The driver for the procedure is `pl_dpll_loop/2`. In each loop we try the 1-literal rule before the affirmative-negative rule, and we try the affirmative-negative rule before the split rule. We stop when no rule can be applied.

``` pl_dpll_loop(ClausesIn, ClausesOut) :- pl_dp_one_literal_rule(ClausesIn, ClausesMid), !, pl_dpll_loop(ClausesMid, ClausesOut). pl_dpll_loop(ClausesIn, ClausesOut) :- pl_dp_affirmative_negative_rule(ClausesIn, ClausesMid), !, pl_dpll_loop(ClausesMid, ClausesOut). pl_dpll_loop(ClausesIn, ClausesOut) :- pl_dpll_split_rule(ClausesIn, ClausesMid0, ClausesMid1), !, (pl_dpll_loop(ClausesMid0, ClausesOut) ; pl_dpll_loop(ClausesMid1, ClausesOut) ). pl_dpll_loop(Clauses, Clauses). ```

### Misc.

The procedure `pl_dpll_sat/1` succeeds if the argument, which is a formula, is satisfiable. The procedure `cnf_transform/2` transforms a formula into conjunctive normal form (CNF). The procedure `pl_clausal_form/2` transforms a formula in CNF into clausal form.

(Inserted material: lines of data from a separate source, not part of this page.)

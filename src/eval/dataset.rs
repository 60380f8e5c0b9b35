

use std::fs;
use std::path::Path;

use serde::{Deserialize, Serialize};
use tracing::{info, warn};

use crate::core::error::{KindredError, Result};
use crate::matching::{Participant, Population};
use crate::store::{Entity, EntityId, MessageRole};

pub const PROFILES_FILE: &str = "user_profiles.json";
pub const CHATS_DIR: &str = "ai_chats";


#[derive(Debug, Clone, PartialEq, Serialize, Deserialize)]
pub struct ProfileRecord {
    pub user_id: EntityId,
    pub profession: String,
    pub interests: Vec<String>,
    pub personality: String,
    pub situation: String,
    #[serde(default)]
    pub description: String,
}

impl ProfileRecord {
    pub fn to_entity(&self) -> Entity {
        Entity::new(self.user_id, format!("user_{}", self.user_id))
            .with_interests(self.interests.join(", "))
            .with_bio(format!(
                "Profession: {}. Personality: {}. Situation: {}.",
                self.profession, self.personality, self.situation
            ))
    }
}


#[derive(Debug, Clone, PartialEq, Serialize, Deserialize)]
pub struct ChatMessage {
    pub role: MessageRole,
    pub content: String,
}


#[derive(Debug, Clone, PartialEq, Serialize, Deserialize)]
pub struct ChatRecord {
    pub chat_id: String,
    pub user_id: EntityId,
    pub messages: Vec<ChatMessage>,
}


/// Profiles plus chat transcripts, as laid out under a data directory.
#[derive(Debug, Clone, Default, PartialEq)]
pub struct Dataset {
    pub profiles: Vec<ProfileRecord>,
    pub chats: Vec<ChatRecord>,
}

impl Dataset {
    /// Loads the first `max_entities` profiles and only the chats that belong to them.
    pub fn load(data_dir: &Path, max_entities: usize) -> Result<Self> {
        let profiles_path = data_dir.join(PROFILES_FILE);
        if !profiles_path.exists() {
            return Err(KindredError::Dataset(format!(
                "{} not found, run with --mode generate first",
                profiles_path.display()
            )));
        }

        let mut profiles: Vec<ProfileRecord> =
            serde_json::from_str(&fs::read_to_string(&profiles_path)?)?;
        profiles.truncate(max_entities);
        info!("Loaded {} profiles (max {})", profiles.len(), max_entities);

        let chats_dir = data_dir.join(CHATS_DIR);
        let mut chats = Vec::new();
        if chats_dir.is_dir() {
            let mut paths: Vec<_> = fs::read_dir(&chats_dir)?
                .filter_map(|entry| entry.ok().map(|e| e.path()))
                .filter(|p| p.extension().is_some_and(|ext| ext == "json"))
                .collect();
            paths.sort();

            for path in paths {
                let chat: ChatRecord = match fs::read_to_string(&path)
                    .map_err(KindredError::from)
                    .and_then(|raw| serde_json::from_str(&raw).map_err(KindredError::from))
                {
                    Ok(chat) => chat,
                    Err(e) => {
                        warn!("Skipping unreadable chat {}: {}", path.display(), e);
                        continue;
                    }
                };
                if profiles.iter().any(|p| p.user_id == chat.user_id) {
                    chats.push(chat);
                }
            }
        }
        info!("Loaded {} chats", chats.len());

        Ok(Self { profiles, chats })
    }

    pub fn save(&self, data_dir: &Path) -> Result<()> {
        let chats_dir = data_dir.join(CHATS_DIR);
        fs::create_dir_all(&chats_dir)?;

        fs::write(
            data_dir.join(PROFILES_FILE),
            serde_json::to_string_pretty(&self.profiles)?,
        )?;
        for chat in &self.chats {
            fs::write(
                chats_dir.join(format!("{}.json", chat.chat_id)),
                serde_json::to_string_pretty(chat)?,
            )?;
        }
        Ok(())
    }

    /// Messages written by the entity itself, in transcript order.
    pub fn authored_messages(&self, user_id: EntityId) -> Vec<String> {
        self.chats
            .iter()
            .filter(|c| c.user_id == user_id)
            .flat_map(|c| c.messages.iter())
            .filter(|m| m.role == MessageRole::User)
            .map(|m| m.content.clone())
            .collect()
    }

    pub fn population(&self, include_messages: bool) -> Population {
        Population::new(
            self.profiles
                .iter()
                .map(|p| {
                    Participant::new(
                        p.to_entity(),
                        self.authored_messages(p.user_id),
                        include_messages,
                    )
                })
                .collect(),
        )
    }
}

#[cfg(test)]
mod tests {
    use super::*;

    fn profile(user_id: EntityId) -> ProfileRecord {
        ProfileRecord {
            user_id,
            profession: "teacher".to_string(),
            interests: vec!["history".to_string(), "hiking".to_string()],
            personality: "curious".to_string(),
            situation: "looking for a tutor".to_string(),
            description: String::new(),
        }
    }

    fn chat(chat_id: &str, user_id: EntityId) -> ChatRecord {
        ChatRecord {
            chat_id: chat_id.to_string(),
            user_id,
            messages: vec![
                ChatMessage {
                    role: MessageRole::User,
                    content: format!("question from {user_id}"),
                },
                ChatMessage {
                    role: MessageRole::Assistant,
                    content: "answer".to_string(),
                },
            ],
        }
    }

    #[test]
    fn test_round_trip_through_directory() {
        let dir = tempfile::tempdir().unwrap();
        let dataset = Dataset {
            profiles: vec![profile(1), profile(2), profile(3)],
            chats: vec![chat("chat_1_1", 1), chat("chat_1_2", 1), chat("chat_3_1", 3)],
        };
        dataset.save(dir.path()).unwrap();

        let loaded = Dataset::load(dir.path(), 2).unwrap();
        assert_eq!(loaded.profiles.len(), 2);
        assert_eq!(loaded.chats.len(), 2);
        assert_eq!(
            loaded.authored_messages(1),
            vec!["question from 1", "question from 1"]
        );
        assert!(loaded.authored_messages(2).is_empty());
    }

    #[test]
    fn test_missing_profiles_is_dataset_error() {
        let dir = tempfile::tempdir().unwrap();
        let err = Dataset::load(dir.path(), 10).unwrap_err();
        assert!(matches!(err, KindredError::Dataset(_)));
    }

    #[test]
    fn test_population_profile_text() {
        let dataset = Dataset {
            profiles: vec![profile(7)],
            chats: vec![chat("chat_7_1", 7)],
        };
        let population = dataset.population(true);
        let text = population.participants()[0].profile_text().unwrap();
        assert!(text.starts_with("Interests: history, hiking\nBio: Profession: teacher."));
        assert!(text.ends_with("Messages: question from 7"));
        assert_eq!(population.participants()[0].messages.len(), 1);
    }
}
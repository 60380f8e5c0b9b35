

use tracing::info;

/// Counter for relevance checks, threaded explicitly through a strategy run.
#[derive(Debug, Clone, PartialEq, Eq)]
pub struct ComparisonBudget {
    limit: usize,
    used: usize,
}

impl ComparisonBudget {
    pub fn new(limit: usize) -> Self {
        Self { limit, used: 0 }
    }

    /// Even share of `total` for one of `strategies` strategies run in the same session.
    pub fn share_of(total: usize, strategies: usize) -> Self {
        Self::new(total / strategies.max(1))
    }

    pub fn limit(&self) -> usize {
        self.limit
    }

    pub fn used(&self) -> usize {
        self.used
    }

    pub fn remaining(&self) -> usize {
        self.limit.saturating_sub(self.used)
    }

    pub fn is_exhausted(&self) -> bool {
        self.used >= self.limit
    }

    pub fn record(&mut self) {
        self.used += 1;
        if self.is_exhausted() {
            info!("Comparison budget reached ({})", self.limit);
        }
    }
}
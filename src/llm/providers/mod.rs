

pub mod base;
pub mod ollama;
pub mod openai;

pub use base::{GenerationOptions, LlmMetadata, LlmProvider, LlmProviderError};
pub use ollama::OllamaProvider;
pub use openai::OpenAiProvider;


#[inline]
pub fn safe_truncate(s: &str, max_chars: usize) -> String {
    s.chars().take(max_chars).collect()
}


#[inline]
pub fn safe_truncate_ellipsis(s: &str, max_chars: usize) -> String {
    if s.chars().count() > max_chars {
        format!("{}...", safe_truncate(s, max_chars))
    } else {
        s.to_string()
    }
}
impl RecommendationService {
    pub fn new(
        store: Arc<dyn EntityStore>,
        index: Arc<dyn VectorIndex>,
        adapter: Arc<EmbeddingAdapter>,
        explainer: Option<Explainer>,
        config: RecommendConfig,
    ) -> Self {
        Self {
            store,
            index,
            adapter,
            explainer,
            config,
        }
    }

    /// Re-embeds the profile, writes it back and upserts it into the index.
    pub async fn refresh_entity_embedding(&self, entity: &Entity) -> Result<Option<Vec<f32>>> {
        let Some(text) = entity.profile_text() else {
            debug!("Entity {} has an empty profile, nothing to embed", entity.id);
            return Ok(None);
        };

        // keyed by text, so an edited profile is embedded again
        let vector = match self.adapter.message_embedding(&text).await {
            Embedding::Available(v) => v,
            _ => {
                warn!("No profile embedding for entity {}", entity.id);
                return Ok(None);
            }
        };

        self.store
            .update_entity_embedding(entity.id, vector.clone(), Utc::now())
            .await?;
        self.index
            .upsert(
                entity.id,
                vector.clone(),
                IndexMetadata {
                    entity_id: entity.id,
                    username: entity.display_name().to_string(),
                    interests: entity.interests.clone(),
                    bio: entity.bio.clone(),
                },
            )
            .await?;

        Ok(Some(vector))
    }

    pub async fn update_all_embeddings(&self) -> Result<usize> {
        let entities = self.store.list_entities(EmbeddingFilter::Any).await?;
        let mut updated = 0;
        for entity in &entities {
            match self.refresh_entity_embedding(entity).await {
                Ok(Some(_)) => updated += 1,
                Ok(None) => {}
                Err(e) => error!("Failed to update embedding for entity {}: {}", entity.id, e),
            }
        }
        info!("Updated embeddings for {}/{} entities", updated, entities.len());
        Ok(updated)
    }

    /// Re-embeds the subject, then replaces its recommendations with a fresh set.
    ///
    /// Candidates are assessed and explained before anything is deleted, so a failed
    /// assessment leaves the previous set in place. A store error while writing the new
    /// rows can still leave a partial set.
    pub async fn generate_for_subject(&self, subject_id: EntityId) -> Result<GenerationOutcome> {
        let subject = self.entity(subject_id).await?;
        let Some(vector) = self.current_embedding(&subject).await? else {
            return Ok(GenerationOutcome::NotEnoughData(
                "Profile has no interests or bio to match on yet.".to_string(),
            ));
        };

        let matches = find_similar(
            self.index.as_ref(),
            subject_id,
            &vector,
            self.config.recommendation_top_k,
        )
        .await?;

        let subject_messages = self.embedded_messages(subject_id).await?;
        let mut pending = Vec::new();
        for candidate in &matches {
            let Some(other) = self.candidate(candidate).await? else {
                continue;
            };
            let other_messages = self.embedded_messages(other.id).await?;
            if let Some(recommendation) = self
                .propose(&subject, &subject_messages, &other, &other_messages, candidate.score)
                .await
            {
                pending.push(recommendation);
            }
        }

        let removed = self.store.delete_recommendations_for(subject_id).await?;
        debug!("Cleared {} previous recommendations for {}", removed, subject_id);

        let mut created = Vec::with_capacity(pending.len());
        for recommendation in pending {
            if let Some(recommendation) = self.store.create_recommendation(recommendation).await? {
                created.push(recommendation);
            }
        }

        info!(
            "Generated {} recommendations for entity {}",
            created.len(),
            subject_id
        );
        if created.is_empty() {
            Ok(GenerationOutcome::NotEnoughData(
                "No recommendations found. Try adding more interests or chatting more.".to_string(),
            ))
        } else {
            Ok(GenerationOutcome::Generated(created))
        }
    }

    /// Periodic batch over message evidence only: subjects and candidates without embedded
    /// messages are skipped, and existing pairs are kept.
    pub async fn discover_from_messages(&self) -> Result<usize> {
        let mut subjects = self
            .store
            .list_entities(EmbeddingFilter::WithEmbedding)
            .await?;
        subjects.shuffle(&mut rand::rng());
        subjects.truncate(self.config.discovery_max_subjects);

        let mut created = 0;
        for subject in &subjects {
            let Some(vector) = &subject.embedding else {
                continue;
            };
            let subject_messages = self.embedded_messages(subject.id).await?;
            if subject_messages.is_empty() {
                debug!("Entity {} has no embedded messages, skipping", subject.id);
                continue;
            }

            let matches = find_similar(
                self.index.as_ref(),
                subject.id,
                vector,
                self.config.discovery_top_k,
            )
            .await?;

            for candidate in &matches {
                if self
                    .store
                    .recommendation_exists(subject.id, candidate.entity_id)
                    .await?
                {
                    continue;
                }
                let Some(other) = self.candidate(candidate).await? else {
                    continue;
                };
                let other_messages = self.embedded_messages(other.id).await?;
                if other_messages.is_empty() {
                    continue;
                }

                let Some(recommendation) = self
                    .propose(subject, &subject_messages, &other, &other_messages, candidate.score)
                    .await
                else {
                    continue;
                };
                if self.store.create_recommendation(recommendation).await?.is_some() {
                    created += 1;
                }
            }
        }

        info!("Created {} new recommendations from message analysis", created);
        Ok(created)
    }

    pub async fn generate_for_all(&self) -> Result<usize> {
        let entities = self.store.list_entities(EmbeddingFilter::Any).await?;
        let mut total = 0;
        for entity in &entities {
            match self.generate_for_subject(entity.id).await {
                Ok(GenerationOutcome::Generated(recommendations)) => {
                    total += recommendations.len();
                }
                Ok(GenerationOutcome::NotEnoughData(reason)) => {
                    debug!("No recommendations for {}: {}", entity.id, reason);
                }
                Err(e) => error!("Recommendation generation failed for {}: {}", entity.id, e),
            }
        }
        info!("Generated {} recommendations for {} entities", total, entities.len());
        Ok(total)
    }

    pub async fn recommendations_for(&self, subject_id: EntityId) -> Result<Vec<Recommendation>> {
        Ok(self.store.recommendations_for(subject_id).await?)
    }

    pub async fn mark_viewed(&self, subject_id: EntityId, recommendation_id: u64) -> Result<()> {
        Ok(self.store.mark_viewed(subject_id, recommendation_id).await?)
    }

    async fn entity(&self, id: EntityId) -> Result<Entity> {
        self.store
            .get_entity(id)
            .await?
            .ok_or_else(|| StoreError::NotFound(format!("entity {id}")).into())
    }

    async fn candidate(&self, candidate: &IndexMatch) -> Result<Option<Entity>> {
        let entity = self.store.get_entity(candidate.entity_id).await?;
        if entity.is_none() {
            warn!("Index returned unknown entity {}", candidate.entity_id);
        }
        Ok(entity)
    }

    /// Fresh profile vector; the stored one only stands in when the provider is unavailable.
    async fn current_embedding(&self, entity: &Entity) -> Result<Option<Vec<f32>>> {
        if let Some(vector) = self.refresh_entity_embedding(entity).await? {
            return Ok(Some(vector));
        }
        match (&entity.embedding, entity.profile_text()) {
            (Some(vector), Some(_)) => {
                warn!("Using stored embedding for entity {}", entity.id);
                Ok(Some(vector.clone()))
            }
            _ => Ok(None),
        }
    }

    /// Recent authored messages with vectors; missing vectors are generated and stored.
    async fn embedded_messages(&self, entity_id: EntityId) -> Result<Vec<EmbeddedMessage>> {
        let messages = self
            .store
            .recent_messages(entity_id, MessageRole::User, self.config.recent_message_limit)
            .await?;

        let mut embedded = Vec::with_capacity(messages.len());
        for message in messages {
            let vector = match message.embedding {
                Some(vector) => vector,
                None => match self.adapter.message_embedding(&message.content).await {
                    Embedding::Available(vector) => {
                        self.store
                            .set_message_embedding(message.id, vector.clone())
                            .await?;
                        vector
                    }
                    _ => continue,
                },
            };
            embedded.push(EmbeddedMessage {
                content: message.content,
                vector,
            });
        }
        Ok(embedded)
    }

    /// Assesses the pair and, when accepted, builds the row with its explanation.
    async fn propose(
        &self,
        subject: &Entity,
        subject_messages: &[EmbeddedMessage],
        candidate: &Entity,
        candidate_messages: &[EmbeddedMessage],
        profile_similarity: f64,
    ) -> Option<NewRecommendation> {
        let Some(assessment) = assess(
            profile_similarity,
            subject_messages,
            candidate_messages,
            &self.config,
        ) else {
            debug!("Rejected {} -> {}", subject.id, candidate.id);
            return None;
        };

        let evidence = assessment.evidence.map(|(i, j)| {
            (
                subject_messages[i].content.as_str(),
                candidate_messages[j].content.as_str(),
            )
        });

        let explanation = match &self.explainer {
            Some(explainer) if self.config.explain => {
                Some(explainer.explain(subject, candidate, evidence).await)
            }
            _ => None,
        };

        Some(NewRecommendation {
            subject_id: subject.id,
            recommended_id: candidate.id,
            similarity_score: assessment.score,
            common_interests: common_interests(&subject.interests, &candidate.interests),
            explanation,
        })
    }
}


use std::collections::HashSet;

use async_trait::async_trait;
use tracing::info;

use super::{MatchContext, MatchingStrategy, StrategyKind};
use crate::core::error::Result;
use crate::matching::budget::ComparisonBudget;
use crate::matching::metrics::{MatchTally, StrategyReport};
use crate::matching::population::Population;
use crate::matching::similarity::{SimilarityMatrix, top_k_neighbors_where};


pub struct MessageEmbeddingStrategy;

#[async_trait]
impl MatchingStrategy for MessageEmbeddingStrategy {
    fn kind(&self) -> StrategyKind {
        StrategyKind::MessageEmbedding
    }

    async fn run(
        &self,
        population: &Population,
        ctx: &MatchContext<'_>,
        budget: &mut ComparisonBudget,
    ) -> Result<StrategyReport> {
        let participants = population.participants();
        let pool = population.message_pool(ctx.config.max_messages_per_entity);
        let mut tally = MatchTally::new(population.ids());

        let mut embedded = Vec::with_capacity(pool.len());
        let mut vectors = Vec::with_capacity(pool.len());
        for &(owner, message) in &pool {
            if let Some(vector) = ctx.message_vector(message).await {
                embedded.push((owner, message));
                vectors.push(vector);
            }
        }
        info!("Embedded {}/{} pooled messages", embedded.len(), pool.len());

        let matrix = SimilarityMatrix::compute(&vectors);
        let mut examined: HashSet<(usize, usize)> = HashSet::new();

        'messages: for (row, &(owner_a, message_a)) in embedded.iter().enumerate() {
            let neighbors = top_k_neighbors_where(&matrix, row, ctx.config.message_top_k, |col| {
                embedded[col].0 != owner_a
            });

            for col in neighbors {
                if !examined.insert((row.min(col), row.max(col))) {
                    continue;
                }
                if budget.is_exhausted() {
                    break 'messages;
                }
                let (owner_b, message_b) = embedded[col];

                ctx.judge(
                    &mut tally,
                    budget,
                    (participants[owner_a].id(), participants[owner_b].id()),
                    (message_a, message_b),
                    Some(matrix.get(row, col)),
                )
                .await;
            }
        }

        info!(
            "Message strategy: {} comparisons, {} accepted",
            tally.total(),
            tally.accepted()
        );
        Ok(tally.finish(self.kind(), budget.is_exhausted()))
    }
}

``` pl_dpll_sat(Phi) :- cnf_transform(Phi, CNF), pl_clausal_form(CNF, Clauses), pl_dpll_loop(Clauses, []). ```

The procedure `pl_dpll_tautology/1` succeeds if the argument is a tautology, i.e. the negation of the argument is unsatisfiable.

``` pl_dpll_tautology(Phi) :- \+ pl_dpll_sat(~Phi). ```

## References

Chang, C-L, Lee, R C-T. Symbolic Logic and Mechanical Theorem Proving. Academic Press, 1973.
Fitting, Melvin. First-Order Logic and Automated Theorem Proving. Springer, 1990.
Harrison, John. Handbook of Practical Logic and Automated Reasoning. Cambridge, 2009.